Florence, we are told in one brief, almost hidden away sentence, thinks that Edward has been with many women, before her. This misinformation fuels her reticence and fear.
McEwan seems to suggest [albeit so subtly that the reader must guess at it] that Florence has experienced sexual abuse at the hands of her father in the past.
Point being that lack of communication, like termites, is eating away at what could be a perfectly good building.
And so here we are at The Wedding Night.
We are on Chesil Beach, at this resort.... well, not us, but these two are there.
And McEwan writes so forcefully that we cannot help but become wicked voyeurs.
Yea, we lean in closer, to be sure we hear every word... see every eyelash flicker.
They are having a very lackluster, fear-fraught dinner.
And then the moment arrives.
The bed.
False signals are flying every which way, like penalty flags at a soccer match.

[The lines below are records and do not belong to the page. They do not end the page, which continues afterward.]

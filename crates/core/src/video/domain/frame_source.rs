use std::path::PathBuf;

use thiserror::Error;

use crate::shared::frame::Frame;

#[derive(Error, Debug)]
pub enum FrameSourceError {
    #[error("failed to read {path}: {source}")]
    Io {
        path: PathBuf,
        #[source]
        source: std::io::Error,
    },
    #[error("failed to decode {path}: {source}")]
    Decode {
        path: PathBuf,
        #[source]
        source: image::ImageError,
    },
    #[error("{path} is {actual_width}x{actual_height}, expected {expected_width}x{expected_height}")]
    DimensionMismatch {
        path: PathBuf,
        expected_width: u32,
        expected_height: u32,
        actual_width: u32,
        actual_height: u32,
    },
    #[error("no images found in {0}")]
    Empty(PathBuf),
}

/// Produces camera frames in capture order.
///
/// Frame indices count up from 0 so downstream stages can correlate
/// results with their input.
pub trait FrameSource: Send {
    fn frames(&mut self) -> Box<dyn Iterator<Item = Result<Frame, FrameSourceError>> + '_>;

    /// Number of frames, when known up front.
    fn len_hint(&self) -> Option<usize> {
        None
    }
}
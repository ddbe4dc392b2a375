pub mod face_tracking_service;
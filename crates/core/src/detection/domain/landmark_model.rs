use crate::detection::domain::detector_kind::LandmarkDetectorKind;
use crate::detection::domain::region_proposer::CapabilityError;
use crate::shared::camera::CameraIntrinsics;
use crate::shared::frame::Frame;
use crate::shared::geometry::{Point2, Point3, Pose};
use crate::shared::rect::Rect;

/// Colour frame plus its derived grayscale, computed once per cycle.
#[derive(Clone, Copy, Debug)]
pub struct FrameImages<'a> {
    pub color: &'a Frame,
    pub gray: &'a Frame,
}

/// How a landmark model should localise the face this cycle.
#[derive(Clone, Copy, Debug, PartialEq)]
pub enum LandmarkRequest<'a> {
    /// Cold start from a freshly claimed region. `wide_window` asks for a
    /// wider search window on the initial localisation.
    Seeded { region: &'a Rect, wide_window: bool },
    /// Warm tracking from the model's previous fit.
    Incremental,
}

/// Snapshot of a model's current fit.
#[derive(Clone, Debug, Default, PartialEq)]
pub struct LandmarkFit {
    pub certainty: f64,
    pub bounding_box: Rect,
    pub pose: Pose,
    pub landmarks: Vec<Point2>,
    pub eye_landmarks_2d: Vec<Point2>,
    pub eye_landmarks_3d: Vec<Point3>,
}

/// Domain interface for a per-face landmark regressor.
///
/// Each slot owns one instance exclusively; instances never share state.
pub trait LandmarkModel: Send {
    /// Runs one localisation pass. `Ok(false)` is an ordinary miss.
    fn detect(
        &mut self,
        images: &FrameImages<'_>,
        request: LandmarkRequest<'_>,
        camera: &CameraIntrinsics,
    ) -> Result<bool, CapabilityError>;

    /// Returns the regressor to its uninitialised state.
    fn reset(&mut self);

    fn bounding_box(&self) -> Rect;

    fn fit(&self, camera: &CameraIntrinsics) -> LandmarkFit;
}

/// Builds one independent model per slot for the configured regressor.
pub type ModelFactory = Box<dyn FnMut(LandmarkDetectorKind) -> Box<dyn LandmarkModel> + Send>;
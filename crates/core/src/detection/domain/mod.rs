pub mod candidate_claims;
pub mod detector_kind;
pub mod gaze_estimator;
pub mod landmark_model;
pub mod model_pool;
pub mod model_slot;
pub mod overlap_filter;
pub mod region_proposer;
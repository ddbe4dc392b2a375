use crate::detection::domain::region_proposer::CandidateRegion;
use crate::shared::rect::Rect;

/// Drops proposals that an active slot is already tracking.
///
/// A candidate is discarded when its [`Rect::tracker_overlap`] with any
/// active box exceeds `threshold`. Survivors keep their original order.
pub fn non_overlapping(
    active_boxes: &[Rect],
    candidates: Vec<CandidateRegion>,
    threshold: f64,
) -> Vec<CandidateRegion> {
    if active_boxes.is_empty() {
        return candidates;
    }
    candidates
        .into_iter()
        .filter(|c| {
            !active_boxes
                .iter()
                .any(|b| b.tracker_overlap(&c.rect) > threshold)
        })
        .collect()
}
pub mod image_sequence_reader;
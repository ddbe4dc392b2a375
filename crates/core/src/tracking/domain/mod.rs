pub mod identity_tracker;
pub mod locatable;
pub mod nearest_neighbor;
pub mod tracked_face;
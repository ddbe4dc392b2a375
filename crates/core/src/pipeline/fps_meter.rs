use std::time::Duration;

use crate::shared::constants::FPS_SMOOTHING;

/// Exponentially smoothed processing rate.
///
/// `t = s * t + (1 - s) * t_cycle`, `fps = 1000 / t`. The first sample
/// seeds the average directly.
#[derive(Clone, Debug)]
pub struct FpsMeter {
    smoothing: f64,
    average_ms: Option<f64>,
}

impl FpsMeter {
    pub fn new(smoothing: f64) -> Self {
        Self {
            smoothing: smoothing.clamp(0.0, 1.0),
            average_ms: None,
        }
    }

    pub fn record(&mut self, cycle: Duration) {
        let ms = cycle.as_secs_f64() * 1000.0;
        self.average_ms = Some(match self.average_ms {
            Some(avg) => self.smoothing * avg + (1.0 - self.smoothing) * ms,
            None => ms,
        });
    }

    /// Smoothed cycle time, if any cycle was recorded.
    pub fn average_ms(&self) -> Option<f64> {
        self.average_ms
    }

    pub fn fps(&self) -> f64 {
        match self.average_ms {
            Some(avg) if avg > 0.0 => 1000.0 / avg,
            _ => 0.0,
        }
    }

    /// Rate truncated to whole frames per second.
    pub fn fps_int(&self) -> i32 {
        self.fps() as i32
    }
}

impl Default for FpsMeter {
    fn default() -> Self {
        Self::new(FPS_SMOOTHING)
    }
}
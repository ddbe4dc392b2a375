use crate::detection::domain::candidate_claims::CandidateClaims;
use crate::detection::domain::gaze_estimator::{Eye, GazeEstimator};
use crate::detection::domain::landmark_model::{FrameImages, LandmarkModel, LandmarkRequest};
use crate::detection::domain::region_proposer::CandidateRegion;
use crate::shared::camera::CameraIntrinsics;
use crate::shared::face_observation::{face_id_for_slot, FaceObservation, NEUTRAL_GAZE};
use crate::shared::rect::Rect;

/// What a slot did during one cycle.
#[derive(Clone, Copy, Debug, PartialEq, Eq)]
pub enum SlotOutcome {
    /// Inactive, and no candidate was left to claim.
    Idle,
    /// Exceeded the failure limit and was reset.
    Deactivated,
    /// Claimed candidate `candidate` and ran a seeded localisation.
    Claimed { candidate: usize, success: bool },
    /// Incremental tracking from the previous fit.
    Tracked { success: bool },
}

/// Read-only inputs shared by every slot during one cycle.
#[derive(Clone, Copy)]
pub struct SlotContext<'a> {
    pub images: FrameImages<'a>,
    pub candidates: &'a [CandidateRegion],
    pub claims: &'a CandidateClaims,
    pub camera: &'a CameraIntrinsics,
    pub max_failures: u32,
}

/// One tracker instance in the pool.
///
/// Owns its landmark model exclusively. The slot is created once at pool
/// setup and is reset, never destroyed, when it loses its face.
pub struct ModelSlot {
    index: usize,
    model: Box<dyn LandmarkModel>,
    active: bool,
    consecutive_failures: u32,
    last_success: bool,
    bounding_box: Rect,
}

impl ModelSlot {
    pub fn new(index: usize, model: Box<dyn LandmarkModel>) -> Self {
        Self {
            index,
            model,
            active: false,
            consecutive_failures: 0,
            last_success: false,
            bounding_box: Rect::default(),
        }
    }

    pub fn index(&self) -> usize {
        self.index
    }

    pub fn is_active(&self) -> bool {
        self.active
    }

    pub fn consecutive_failures(&self) -> u32 {
        self.consecutive_failures
    }

    /// Whether the most recent localisation succeeded.
    pub fn last_success(&self) -> bool {
        self.last_success
    }

    /// Last known box of the tracked face.
    pub fn bounding_box(&self) -> Rect {
        self.bounding_box
    }

    /// Marks the slot inactive and returns its model to a neutral state.
    pub fn deactivate(&mut self) {
        self.active = false;
        self.consecutive_failures = 0;
        self.last_success = false;
        self.bounding_box = Rect::default();
        self.model.reset();
    }

    /// Runs this slot's part of a cycle.
    ///
    /// A slot past the failure limit is deactivated and does nothing else
    /// this cycle. An inactive slot tries to claim a candidate and, on
    /// success, reinitialises from it. An active slot tracks incrementally.
    pub fn update(&mut self, ctx: &SlotContext<'_>) -> SlotOutcome {
        if self.consecutive_failures > ctx.max_failures {
            log::debug!(
                "Slot {} lost its face after {} consecutive failures",
                self.index,
                self.consecutive_failures
            );
            self.deactivate();
            return SlotOutcome::Deactivated;
        }

        if !self.active {
            let Some(candidate) = ctx.claims.claim_first_available() else {
                return SlotOutcome::Idle;
            };
            self.model.reset();
            self.consecutive_failures = 0;
            let request = LandmarkRequest::Seeded {
                region: &ctx.candidates[candidate].rect,
                wide_window: true,
            };
            let success = self.localise(ctx, request);
            self.active = true;
            return SlotOutcome::Claimed { candidate, success };
        }

        let success = self.localise(ctx, LandmarkRequest::Incremental);
        SlotOutcome::Tracked { success }
    }

    fn localise(&mut self, ctx: &SlotContext<'_>, request: LandmarkRequest<'_>) -> bool {
        let success = match self.model.detect(&ctx.images, request, ctx.camera) {
            Ok(success) => success,
            Err(e) => {
                log::debug!("Slot {} landmark detection failed: {e}", self.index);
                false
            }
        };
        if success {
            self.consecutive_failures = 0;
        } else {
            self.consecutive_failures += 1;
        }
        self.last_success = success;
        self.bounding_box = self.model.bounding_box();
        success
    }

    /// Builds this cycle's observation from the model's current state.
    ///
    /// Gaze is estimated for every active slot whether or not this cycle's
    /// localisation succeeded; without an estimator it stays neutral.
    pub fn observe(
        &self,
        camera: &CameraIntrinsics,
        gaze: Option<&dyn GazeEstimator>,
    ) -> FaceObservation {
        if !self.active {
            return FaceObservation::empty(self.index);
        }
        let fit = self.model.fit(camera);
        let (gaze_left, gaze_right) = match gaze {
            Some(estimator) => (
                estimator.estimate(&fit, Eye::Left, camera),
                estimator.estimate(&fit, Eye::Right, camera),
            ),
            None => (NEUTRAL_GAZE, NEUTRAL_GAZE),
        };
        FaceObservation {
            slot: self.index,
            face_id: face_id_for_slot(self.index),
            detected: self.last_success,
            certainty: fit.certainty,
            bounding_box: fit.bounding_box,
            pose: fit.pose,
            landmarks: fit.landmarks,
            eye_landmarks_2d: fit.eye_landmarks_2d,
            eye_landmarks_3d: fit.eye_landmarks_3d,
            gaze_left,
            gaze_right,
        }
    }
}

McEwan is all about moments. About antecedent causes, and how moments in time can change us forever.
Well, for those of us who appreciate this aspect of his work, [and I am one of them] he is not about to disappoint us here. Everything about this novella is compact and quick, and believe me, it comes to a ragingly lopsided climax now.
Quickly. No words wasted.
It is not spoiling anything here for me to say that the bed scene is an absolute disaster. An emotional armageddon.
But the true tragedy is yet to appear.
On Chesil Beach.
Not to over-moralize here, but the book made me ask myself a question.
At what point do we attend to the physical matters of relationship?
Is the correct answer to be only after the wedding day, as many religions [and presumably, "God"] would tell us? As Edward and Florence did?
Far be it from me to attempt an answer to that question that would suit all people.
But, this book surely provides one look at the devastation that can result from an unrealistic commitment to delayed gratification and lack of open communication.
Whatever else we want to think about sex, one thing that rings true in this book is that it is profoundly important.
And to think otherwise, and enter into marriage in a state of mutual sexual ignorance, can be life-threatening.
And yet, On Chesil Beach is not even about sex.
It's about "love and patience" which, as Edward realizes on the last page, [and decades later] could have saved the day. Could have "seen them both through."
We are given hints that Florence has learned the same thing, too.
Sometimes, [in fact, perhaps all the time] to do nothing, is to have done too much.
The armageddon of the bedroom scene was fixable.
What an amazing, amazing book!
Days later, I re-read the last 50 pages or so, aloud, to a friend, and even knowing it all ahead of time, had to stop several times. Couldn't go on.
The last chapter, the fifth one, is among the most moving pieces of writing I have ever encountered.
On Chesil Beach is the eighth McEwan book I have read.
I've loved each one, but I think I like this one best.
So, in my opinion, Chesil Beach is five stars out of five!
It will become a beloved novel to everyone who will have, or is having, or has had a love relationship with another person. And you've gotta admit, that's a huge audience.
Such is the appeal, of On Chesil Beach.